■ **WHAT YOU ARE ASKED TO DO**: Your task is to copy every line of the records below that contains "impl".

■ **INFORMATION SHOWN**:
*-*-*

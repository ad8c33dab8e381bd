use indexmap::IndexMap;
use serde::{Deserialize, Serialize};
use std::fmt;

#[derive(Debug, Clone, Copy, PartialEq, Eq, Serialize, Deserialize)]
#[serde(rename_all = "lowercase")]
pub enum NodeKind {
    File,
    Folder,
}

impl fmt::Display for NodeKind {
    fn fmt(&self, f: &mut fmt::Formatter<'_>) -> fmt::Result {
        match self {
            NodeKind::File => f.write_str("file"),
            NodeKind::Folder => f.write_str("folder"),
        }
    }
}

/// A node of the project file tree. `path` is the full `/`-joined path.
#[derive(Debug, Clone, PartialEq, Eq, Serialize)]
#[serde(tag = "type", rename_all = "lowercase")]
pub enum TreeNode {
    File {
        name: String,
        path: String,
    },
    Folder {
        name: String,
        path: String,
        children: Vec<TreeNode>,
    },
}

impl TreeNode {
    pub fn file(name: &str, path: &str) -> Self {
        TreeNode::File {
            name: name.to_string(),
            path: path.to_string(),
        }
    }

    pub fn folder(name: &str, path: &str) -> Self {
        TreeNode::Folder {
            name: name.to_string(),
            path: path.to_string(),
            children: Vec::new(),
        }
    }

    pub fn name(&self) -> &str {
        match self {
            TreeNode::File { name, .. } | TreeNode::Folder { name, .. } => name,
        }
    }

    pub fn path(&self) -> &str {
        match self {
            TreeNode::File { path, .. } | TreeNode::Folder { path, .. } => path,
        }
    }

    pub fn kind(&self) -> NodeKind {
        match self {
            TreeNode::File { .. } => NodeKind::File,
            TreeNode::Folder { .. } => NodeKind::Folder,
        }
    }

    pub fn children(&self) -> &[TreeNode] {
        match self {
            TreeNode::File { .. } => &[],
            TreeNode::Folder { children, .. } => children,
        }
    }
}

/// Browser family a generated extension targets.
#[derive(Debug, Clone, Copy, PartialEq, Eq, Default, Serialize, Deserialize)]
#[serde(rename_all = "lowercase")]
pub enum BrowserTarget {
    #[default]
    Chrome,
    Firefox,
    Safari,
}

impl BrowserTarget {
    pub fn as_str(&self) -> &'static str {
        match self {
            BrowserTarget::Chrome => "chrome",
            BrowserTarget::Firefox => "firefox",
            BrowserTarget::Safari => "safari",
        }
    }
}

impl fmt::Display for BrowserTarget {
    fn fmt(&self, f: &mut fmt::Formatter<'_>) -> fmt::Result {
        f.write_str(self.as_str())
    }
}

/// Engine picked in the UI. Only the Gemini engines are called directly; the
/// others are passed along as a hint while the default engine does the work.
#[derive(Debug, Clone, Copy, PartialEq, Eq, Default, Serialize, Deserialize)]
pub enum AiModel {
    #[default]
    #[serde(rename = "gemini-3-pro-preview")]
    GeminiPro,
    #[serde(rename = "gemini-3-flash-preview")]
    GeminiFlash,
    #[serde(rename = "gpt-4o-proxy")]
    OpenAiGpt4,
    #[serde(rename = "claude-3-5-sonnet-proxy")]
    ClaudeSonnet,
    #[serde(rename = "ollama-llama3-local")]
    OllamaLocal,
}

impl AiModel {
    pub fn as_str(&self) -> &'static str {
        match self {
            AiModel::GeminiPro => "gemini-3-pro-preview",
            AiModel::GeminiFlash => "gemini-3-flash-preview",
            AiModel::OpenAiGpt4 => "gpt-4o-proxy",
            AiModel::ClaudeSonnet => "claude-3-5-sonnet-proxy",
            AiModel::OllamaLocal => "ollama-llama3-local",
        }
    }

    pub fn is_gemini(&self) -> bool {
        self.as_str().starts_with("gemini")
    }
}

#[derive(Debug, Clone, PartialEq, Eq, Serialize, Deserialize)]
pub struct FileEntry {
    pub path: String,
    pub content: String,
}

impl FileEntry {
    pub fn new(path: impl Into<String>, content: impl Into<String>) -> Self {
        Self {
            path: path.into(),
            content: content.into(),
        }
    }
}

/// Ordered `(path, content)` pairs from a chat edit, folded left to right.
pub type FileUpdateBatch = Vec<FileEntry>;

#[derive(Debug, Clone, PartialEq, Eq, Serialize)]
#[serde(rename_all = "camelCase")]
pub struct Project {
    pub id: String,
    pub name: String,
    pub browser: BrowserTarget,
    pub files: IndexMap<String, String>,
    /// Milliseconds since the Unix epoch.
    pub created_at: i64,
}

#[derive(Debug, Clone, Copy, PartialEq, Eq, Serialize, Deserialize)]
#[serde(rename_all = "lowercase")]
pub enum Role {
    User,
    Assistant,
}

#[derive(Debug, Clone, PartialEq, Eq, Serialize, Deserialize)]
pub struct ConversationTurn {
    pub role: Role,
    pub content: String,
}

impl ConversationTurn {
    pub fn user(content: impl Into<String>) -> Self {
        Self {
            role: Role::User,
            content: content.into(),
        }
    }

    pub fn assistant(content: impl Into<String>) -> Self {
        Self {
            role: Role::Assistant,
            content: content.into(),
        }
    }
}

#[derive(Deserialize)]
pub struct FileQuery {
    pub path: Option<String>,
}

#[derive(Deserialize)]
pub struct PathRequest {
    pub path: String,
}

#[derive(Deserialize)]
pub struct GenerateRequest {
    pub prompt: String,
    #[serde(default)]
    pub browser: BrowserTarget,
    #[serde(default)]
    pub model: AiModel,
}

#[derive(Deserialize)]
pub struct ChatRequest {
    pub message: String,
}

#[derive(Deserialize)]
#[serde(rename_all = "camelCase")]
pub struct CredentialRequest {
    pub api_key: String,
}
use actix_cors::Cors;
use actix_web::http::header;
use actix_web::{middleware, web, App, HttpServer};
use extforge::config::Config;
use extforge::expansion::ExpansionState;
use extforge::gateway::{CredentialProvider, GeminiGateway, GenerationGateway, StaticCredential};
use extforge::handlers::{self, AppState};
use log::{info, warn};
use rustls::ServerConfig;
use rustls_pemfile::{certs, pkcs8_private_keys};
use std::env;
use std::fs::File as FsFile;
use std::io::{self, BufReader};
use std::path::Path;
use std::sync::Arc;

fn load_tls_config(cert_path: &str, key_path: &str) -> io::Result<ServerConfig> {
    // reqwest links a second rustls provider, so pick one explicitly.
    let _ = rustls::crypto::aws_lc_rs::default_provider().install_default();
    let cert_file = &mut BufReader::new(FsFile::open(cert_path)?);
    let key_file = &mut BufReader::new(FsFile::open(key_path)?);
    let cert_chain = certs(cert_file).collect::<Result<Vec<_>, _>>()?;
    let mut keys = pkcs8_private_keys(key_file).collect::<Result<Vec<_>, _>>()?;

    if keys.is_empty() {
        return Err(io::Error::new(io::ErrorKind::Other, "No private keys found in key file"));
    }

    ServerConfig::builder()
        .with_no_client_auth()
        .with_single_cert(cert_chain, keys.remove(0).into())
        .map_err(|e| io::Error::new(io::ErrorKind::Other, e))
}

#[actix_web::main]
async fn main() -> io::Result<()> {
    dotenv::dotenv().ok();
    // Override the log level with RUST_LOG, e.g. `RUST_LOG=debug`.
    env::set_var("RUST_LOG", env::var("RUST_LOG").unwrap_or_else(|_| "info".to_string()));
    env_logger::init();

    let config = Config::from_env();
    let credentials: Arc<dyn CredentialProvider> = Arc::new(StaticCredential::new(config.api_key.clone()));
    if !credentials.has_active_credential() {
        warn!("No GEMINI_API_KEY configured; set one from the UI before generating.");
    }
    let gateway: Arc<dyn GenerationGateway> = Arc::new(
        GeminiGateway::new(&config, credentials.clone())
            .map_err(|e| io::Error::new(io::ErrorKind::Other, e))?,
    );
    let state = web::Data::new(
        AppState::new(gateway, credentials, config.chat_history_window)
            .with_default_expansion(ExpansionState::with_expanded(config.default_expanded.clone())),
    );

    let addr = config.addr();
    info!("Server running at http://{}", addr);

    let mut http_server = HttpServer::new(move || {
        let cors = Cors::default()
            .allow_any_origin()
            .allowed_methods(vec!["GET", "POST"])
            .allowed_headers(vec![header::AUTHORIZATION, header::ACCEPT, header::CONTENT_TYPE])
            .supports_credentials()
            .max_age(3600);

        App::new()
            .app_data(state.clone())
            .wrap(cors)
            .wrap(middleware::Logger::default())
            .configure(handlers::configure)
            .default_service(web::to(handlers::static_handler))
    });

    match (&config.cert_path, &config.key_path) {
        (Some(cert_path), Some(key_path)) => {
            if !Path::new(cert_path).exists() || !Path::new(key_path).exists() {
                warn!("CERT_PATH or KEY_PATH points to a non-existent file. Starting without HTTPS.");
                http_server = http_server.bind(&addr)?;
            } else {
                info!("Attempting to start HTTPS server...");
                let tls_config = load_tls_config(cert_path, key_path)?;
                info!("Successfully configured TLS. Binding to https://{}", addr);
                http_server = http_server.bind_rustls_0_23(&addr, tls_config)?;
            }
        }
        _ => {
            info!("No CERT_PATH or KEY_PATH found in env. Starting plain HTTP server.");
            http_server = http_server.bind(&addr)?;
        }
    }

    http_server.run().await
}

*-*-*

■ **WRITTEN ANSWER**:
impl fmt::Display for NodeKind {
impl TreeNode {
impl BrowserTarget {
impl fmt::Display for BrowserTarget {
impl AiModel {
impl FileEntry {
    pub fn new(path: impl Into<String>, content: impl Into<String>) -> Self {
impl ConversationTurn {
    pub fn user(content: impl Into<String>) -> Self {
    pub fn assistant(content: impl Into<String>) -> Self {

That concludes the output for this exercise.